# What the task asks
From the entries below, please output exactly the lines starting at the one containing "impl Default for" and ending at the one containing "let entries = LogParser::default().parse(text);", both included.

_ _ _ _ _

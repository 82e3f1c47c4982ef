// Prompt construction for error analysis

use errlens_core::AnalysisUnit;

use crate::response::SchemaError;
use crate::result::HistoryReference;

const RESPONSE_SHAPE: &str = r#"{
  "error_message": "<the error being analyzed>",
  "explanation": "<what went wrong, in plain language>",
  "possible_causes": ["<cause>", "..."],
  "severity": "LOW | MEDIUM | HIGH | CRITICAL",
  "recommendations": ["<actionable step>", "..."],
  "confidence_score": <number between 0 and 1>
}"#;

#[derive(Debug, Clone)]
pub struct PromptBuilder {
    max_history: usize,
}

impl PromptBuilder {
    pub fn new(max_history: usize) -> Self {
        Self { max_history }
    }

    pub fn max_history(&self) -> usize {
        self.max_history
    }

    /// Analysis prompt for one unit with at most `max_history` references
    pub fn build(&self, unit: &AnalysisUnit, history: &[HistoryReference]) -> String {
        let chunk = &unit.representative_chunk;
        let mut prompt = String::with_capacity(1024);

        prompt.push_str("Analyze the following error from an application log.\n\n");
        prompt.push_str(&format!("ERROR: {}\n", unit.error_message()));
        if let Some(entry) = unit.dominant_entry() {
            prompt.push_str(&format!("LEVEL: {}\n", entry.level));
            if let Some(component) = &entry.component {
                prompt.push_str(&format!("COMPONENT: {}\n", component));
            }
            if let Some(ts) = entry.timestamp {
                prompt.push_str(&format!("FIRST SEEN: {}\n", ts.format("%Y-%m-%d %H:%M:%S")));
            }
        }
        if unit.occurrence_count() > 1 {
            prompt.push_str(&format!("OCCURRENCES IN THIS LOG: {}\n", unit.occurrence_count()));
        }
        if chunk.truncated {
            prompt.push_str("NOTE: the entry was too long and has been truncated.\n");
        }

        prompt.push_str("\nLOG CONTEXT:\n");
        prompt.push_str(&chunk.text());
        prompt.push('\n');

        let history: Vec<&HistoryReference> = history.iter().take(self.max_history).collect();
        if !history.is_empty() {
            prompt.push_str("\nSIMILAR ERRORS ANALYZED BEFORE:\n");
            for (i, reference) in history.iter().enumerate() {
                prompt.push_str(&format!(
                    "{}. [{} | similarity {:.2}] {}\n   Explanation: {}\n",
                    i + 1,
                    reference.severity,
                    reference.similarity,
                    reference.error_message,
                    reference.explanation
                ));
            }
        }

        prompt.push_str("\nRespond ONLY with a JSON object (no markdown) of this shape:\n");
        prompt.push_str(RESPONSE_SHAPE);
        prompt
    }

    /// Re-prompt after a response failed validation
    pub fn corrective(&self, original: &str, error: &SchemaError) -> String {
        format!(
            "{}\n\nYour previous answer was rejected: {}.\n\
             Reply again with exactly one JSON object containing every field above. \
             Do not add any text before or after it.",
            original, error
        )
    }
}

impl Default for PromptBuilder {
    fn default() -> Self {
        Self::new(3)
    }
}

#[cfg(test)]
mod tests {
    use super::*;
    use crate::result::Severity;
    use chrono::Utc;
    use errlens_core::{Chunker, Deduplicator, Fingerprint, LogParser};

    fn unit_for(text: &str, max_tokens: usize) -> AnalysisUnit {
        let entries = LogParser::default().parse(text);
        let chunks = Chunker::new(max_tokens).chunk(&entries);
        Deduplicator::default().deduplicate(chunks).remove(0)
    }

    fn reference(i: usize) -> HistoryReference {
        HistoryReference {
            fingerprint: Fingerprint::new(format!("fp-{}", i)),
            similarity: 0.9,
            error_message: format!("old error {}", i),
            explanation: format!("old explanation {}", i),
            severity: Severity::High,
            created_at: Utc::now(),
        }
    }

    #[test]
    fn test_prompt_contains_error_and_history() {
        let unit = unit_for(
            "2024-01-15 10:30:45 ERROR [database] Connection timeout after 30 seconds",
            500,
        );
        let history: Vec<_> = (0..5).map(reference).collect();
        let prompt = PromptBuilder::new(3).build(&unit, &history);

        assert!(prompt.contains("ERROR: Connection timeout after 30 seconds"));
        assert!(prompt.contains("COMPONENT: database"));
        assert!(prompt.contains("old error 2"));
        assert!(!prompt.contains("old error 3"));
        assert!(prompt.contains("confidence_score"));
    }

    #[test]
    fn test_prompt_without_history() {
        let unit = unit_for("2024-01-15 10:30:45 ERROR [api] boom", 500);
        let prompt = PromptBuilder::default().build(&unit, &[]);
        assert!(!prompt.contains("SIMILAR ERRORS"));
    }

    #[test]
    fn test_corrective_prompt_names_the_problem() {
        let prompt = PromptBuilder::default().corrective("base", &SchemaError::MissingField("severity"));
        assert!(prompt.starts_with("base"));
        assert!(prompt.contains("missing field `severity`"));
    }
}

_ _ _ _ _

# Result of the exercise
impl Default for PromptBuilder {
    fn default() -> Self {
        Self::new(3)
    }
}

#[cfg(test)]
mod tests {
    use super::*;
    use crate::result::Severity;
    use chrono::Utc;
    use errlens_core::{Chunker, Deduplicator, Fingerprint, LogParser};

    fn unit_for(text: &str, max_tokens: usize) -> AnalysisUnit {
        let entries = LogParser::default().parse(text);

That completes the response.